基金supported by grants from the Spanish Ministry of Science and Innovation (CGL2008-02470 and AGL201130545-C02-02)by the UK Biotechnology and Biological Sciences Research Council (BB/C505791/1)+1 种基金received funding through PhD grants from the Spanish Ministry of Science and Innovation FPI (BES-2009-021688)FPU (FPU/03505) programs, respectively
文摘As a consequence of the habituation to low levels of dichlobenil (DCB), cultured maize cells presented an altered hemicellulose cell fate with a lower proportion of strongly wall-bound hemicelluloses and an increase in soluble extracellular polymers released into the culture medium. The aim of this study was to investigate the relative molecular mass distributions of polysaccharides as well as phenolic metabolism in cells habituated to low levels of DCB (1.5 μM).
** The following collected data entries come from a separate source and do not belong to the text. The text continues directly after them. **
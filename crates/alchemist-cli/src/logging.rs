//! Logging infrastructure using `tracing` and `tracing-subscriber`.
//!
//! All library crates emit `tracing` events; this module installs the one
//! global subscriber for the CLI.
//!
//! # Log Levels
//!
//! - `error`: Fatal errors
//! - `warn`: Skipped files, replaced tables
//! - `info`: Uploads, edits, rule additions, written exports
//! - `debug`: Per-pass error counts
//! - `trace`: Reserved
//!
//! # Usage
//!
//! ```ignore
//! use alchemist_cli::logging::{init_logging, LogConfig};
//!
//! let config = LogConfig::default().with_level_filter(LevelFilter::DEBUG);
//! init_logging(&config)?;
//! ```

use std::fs::OpenOptions;
use std::io::{self, Write};
use std::path::PathBuf;
use std::sync::{Arc, Mutex};
use tracing::level_filters::LevelFilter;
use tracing_subscriber::{
    EnvFilter,
    fmt::{self, MakeWriter},
    layer::SubscriberExt,
    util::SubscriberInitExt,
};

/// Crates whose events are shown at the configured level.
const OWN_CRATES: &[&str] = &[
    "alchemist_cli",
    "alchemist_core",
    "alchemist_ingest",
    "alchemist_model",
    "alchemist_report",
    "alchemist_validate",
    "data_alchemist",
];

/// Configuration for logging behavior.
#[derive(Debug, Clone)]
pub struct LogConfig {
    /// Level filter for this workspace's crates.
    pub level_filter: LevelFilter,
    /// Whether `RUST_LOG` may override the level filter.
    pub use_env_filter: bool,
    /// Whether to include timestamps in log output.
    pub with_timestamps: bool,
    /// Whether to include target (module path) in log output.
    pub with_target: bool,
    /// Whether to use ANSI colors in output.
    pub with_ansi: bool,
    /// Output format.
    pub format: LogFormat,
    /// Optional log file path. When set, logs are written to the file.
    pub log_file: Option<PathBuf>,
}

/// Log output format.
#[derive(Debug, Clone, Copy, Default, PartialEq, Eq)]
pub enum LogFormat {
    /// Human-readable pretty format with colors.
    #[default]
    Pretty,
    /// Compact single-line format.
    Compact,
    /// JSON format for machine parsing.
    Json,
}

impl Default for LogConfig {
    fn default() -> Self {
        Self {
            level_filter: LevelFilter::WARN,
            use_env_filter: true,
            with_timestamps: false,
            with_target: false,
            with_ansi: true,
            format: LogFormat::default(),
            log_file: None,
        }
    }
}

impl LogConfig {
    /// Set the level filter directly.
    #[must_use]
    pub fn with_level_filter(mut self, level_filter: LevelFilter) -> Self {
        self.level_filter = level_filter;
        self
    }

    /// Enable or disable timestamps.
    #[must_use]
    pub fn with_timestamps(mut self, enable: bool) -> Self {
        self.with_timestamps = enable;
        self
    }

    /// Enable or disable ANSI colors.
    #[must_use]
    pub fn with_ansi(mut self, enable: bool) -> Self {
        self.with_ansi = enable;
        self
    }

    /// Set output format.
    #[must_use]
    pub fn with_format(mut self, format: LogFormat) -> Self {
        self.format = format;
        self
    }

    /// Set the log file path (writes to stderr when None).
    #[must_use]
    pub fn with_log_file(mut self, path: Option<PathBuf>) -> Self {
        self.log_file = path;
        self
    }

    /// The filter directive used when `RUST_LOG` does not apply.
    pub fn filter_directive(&self) -> String {
        let level = self.level_filter.to_string().to_lowercase();
        let mut directive = String::from("warn");
        for name in OWN_CRATES {
            directive.push_str(&format!(",{name}={level}"));
        }
        directive
    }
}

/// Initialize the global tracing subscriber with the given configuration.
///
/// This should be called once at application startup.
///
/// # Errors
///
/// Returns an error if the log file cannot be opened.
pub fn init_logging(config: &LogConfig) -> io::Result<()> {
    if let Some(path) = &config.log_file {
        let file = OpenOptions::new().create(true).append(true).open(path)?;
        init_logging_with_writer(config, SharedFileWriter::new(file));
    } else {
        init_logging_with_writer(config, io::stderr);
    }
    Ok(())
}

/// Initialize logging with a custom writer (useful for testing).
pub fn init_logging_with_writer<W>(config: &LogConfig, writer: W)
where
    W: for<'writer> MakeWriter<'writer> + Send + Sync + 'static,
{
    let filter = build_env_filter(config);

    match config.format {
        LogFormat::Json => {
            let layer = fmt::layer()
                .json()
                .with_writer(writer)
                .with_target(config.with_target);

            tracing_subscriber::registry()
                .with(filter)
                .with(layer)
                .init();
        }
        LogFormat::Compact => {
            let layer = fmt::layer()
                .compact()
                .with_writer(writer)
                .with_ansi(config.with_ansi)
                .with_target(config.with_target);

            if config.with_timestamps {
                tracing_subscriber::registry()
                    .with(filter)
                    .with(layer)
                    .init();
            } else {
                tracing_subscriber::registry()
                    .with(filter)
                    .with(layer.without_time())
                    .init();
            }
        }
        LogFormat::Pretty => {
            let layer = fmt::layer()
                .with_writer(writer)
                .with_ansi(config.with_ansi)
                .with_target(config.with_target);

            if config.with_timestamps {
                tracing_subscriber::registry()
                    .with(filter)
                    .with(layer)
                    .init();
            } else {
                tracing_subscriber::registry()
                    .with(filter)
                    .with(layer.without_time())
                    .init();
            }
        }
    }
}

#[derive(Clone)]
struct SharedFileWriter {
    file: Arc<Mutex<std::fs::File>>,
}

impl SharedFileWriter {
    fn new(file: std::fs::File) -> Self {
        Self {
            file: Arc::new(Mutex::new(file)),
        }
    }
}

struct SharedFileGuard {
    file: Arc<Mutex<std::fs::File>>,
}

impl Write for SharedFileGuard {
    fn write(&mut self, buf: &[u8]) -> io::Result<usize> {
        let mut guard = self
            .file
            .lock()
            .map_err(|_| io::Error::other("log file lock poisoned"))?;
        guard.write(buf)
    }

    fn flush(&mut self) -> io::Result<()> {
        let mut guard = self
            .file
            .lock()
            .map_err(|_| io::Error::other("log file lock poisoned"))?;
        guard.flush()
    }
}

impl<'a> MakeWriter<'a> for SharedFileWriter {
    type Writer = SharedFileGuard;

    fn make_writer(&'a self) -> Self::Writer {
        SharedFileGuard {
            file: Arc::clone(&self.file),
        }
    }
}

/// Build an `EnvFilter`, letting `RUST_LOG` override when allowed.
fn build_env_filter(config: &LogConfig) -> EnvFilter {
    let fallback = || EnvFilter::new(config.filter_directive());
    if config.use_env_filter {
        EnvFilter::try_from_default_env().unwrap_or_else(|_| fallback())
    } else {
        fallback()
    }
}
Generally, cell wall bound hemicelluloses and sloughed polymers from habituated cells were more homogeneously sized and had a lower weight-average relative molecular mass. In addition, polysaccharides underwent massive cross-linking after being secreted into the cell wall, but this cross-linking was less pronounced in habituated cells than in non-habituated ones. However, when relativized, ferulic acid and p-coumaric acid contents were higher in this habituated cell line. Feasibly, cells habituated to low levels of DCB synthesized molecules with a lower weight-average relative molecular mass, although cross-linked, as a part of their strategy to compensate for the lack of cellulose.